Content starts

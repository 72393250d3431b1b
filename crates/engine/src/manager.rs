// SPDX-License-Identifier: BUSL-1.1
// Copyright (c) 2026 Alfred Jean LLC

//! The orchestrator: public lifecycle API, state machine, and recovery.
//!
//! `Launch` creates the control daemon and registers the execution;
//! `StartAgentProcess` configures and starts the agent under it and
//! drives the handshake (or hands off to the passthrough subsystem);
//! `PromptAgent` runs one turn. Recovery re-attaches daemons that
//! survived an orchestrator restart. Long waits derive from the
//! manager's shutdown channel so process shutdown aborts them without
//! touching other callers.

use crate::execution::{Execution, TurnOutcome};
use crate::external::{AgentRegistry, ControlClientFactory, EventBus, ProfileStore, WorktreeManager};
use crate::passthrough::PassthroughSubsystem;
use crate::publisher::EventPublisher;
use crate::session::SessionManager;
use crate::store::ExecutionStore;
use crate::streams::StreamManager;
use crate::worktree::WorkspacePreparer;
use crate::LifecycleError;
use indexmap::IndexMap;
use kandev_backends::{BackendError, CreateInstanceSpec, ExecutorBackend, ExecutorRegistry};
use kandev_core::clock::Clock;
use kandev_core::command::{build_command, build_continue_command, CommandOptions};
use kandev_core::history::SessionHistory;
use kandev_core::id::{ExecutionId, ProfileId, SessionId};
use kandev_core::launch::{metadata_keys, ExecutorKind, LaunchRequest};
use kandev_core::profile::{AgentSpec, ProfileInfo};
use kandev_core::status::ExecutionStatus;
use kandev_wire::{ConfigureAgentRequest, PermissionResponse, PromptAttachment};
use std::sync::Arc;
use std::time::Duration;
use tokio::sync::watch;
use tokio::task::JoinSet;

/// What to do when the requested backend is not registered.
#[derive(Debug, Clone, Copy, Default, PartialEq, Eq)]
pub enum FallbackPolicy {
    /// Refuse the launch.
    Deny,
    /// Substitute standalone, loudly.
    #[default]
    Warn,
    /// Substitute standalone silently.
    Allow,
}

#[derive(Debug, Clone)]
pub struct ManagerConfig {
    pub fallback_policy: FallbackPolicy,
    pub daemon_ready_timeout: Duration,
    pub daemon_ready_poll: Duration,
    /// Cadence of the liveness sweep over registered executions.
    pub stale_probe_interval: Duration,
}

impl Default for ManagerConfig {
    fn default() -> Self {
        Self {
            fallback_policy: FallbackPolicy::default(),
            daemon_ready_timeout: Duration::from_secs(60),
            daemon_ready_poll: Duration::from_millis(500),
            stale_probe_interval: Duration::from_secs(30),
        }
    }
}

pub struct Manager<C: Clock> {
    store: Arc<ExecutionStore>,
    registry: Arc<ExecutorRegistry>,
    profiles: Arc<dyn ProfileStore>,
    agents: Arc<dyn AgentRegistry>,
    clients: Arc<dyn ControlClientFactory>,
    preparer: WorkspacePreparer,
    publisher: Arc<EventPublisher<C>>,
    sessions: Arc<SessionManager<C>>,
    streams: Arc<StreamManager<C>>,
    passthrough: Arc<PassthroughSubsystem<C>>,
    clock: C,
    config: ManagerConfig,
    shutdown_tx: watch::Sender<bool>,
}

Content ends

**What to work on:**
Find the string "ProfileStore" in the material above, and report every line where it occurs.

**Result:**
use crate::external::{AgentRegistry, ControlClientFactory, EventBus, ProfileStore, WorktreeManager};
    profiles: Arc<dyn ProfileStore>,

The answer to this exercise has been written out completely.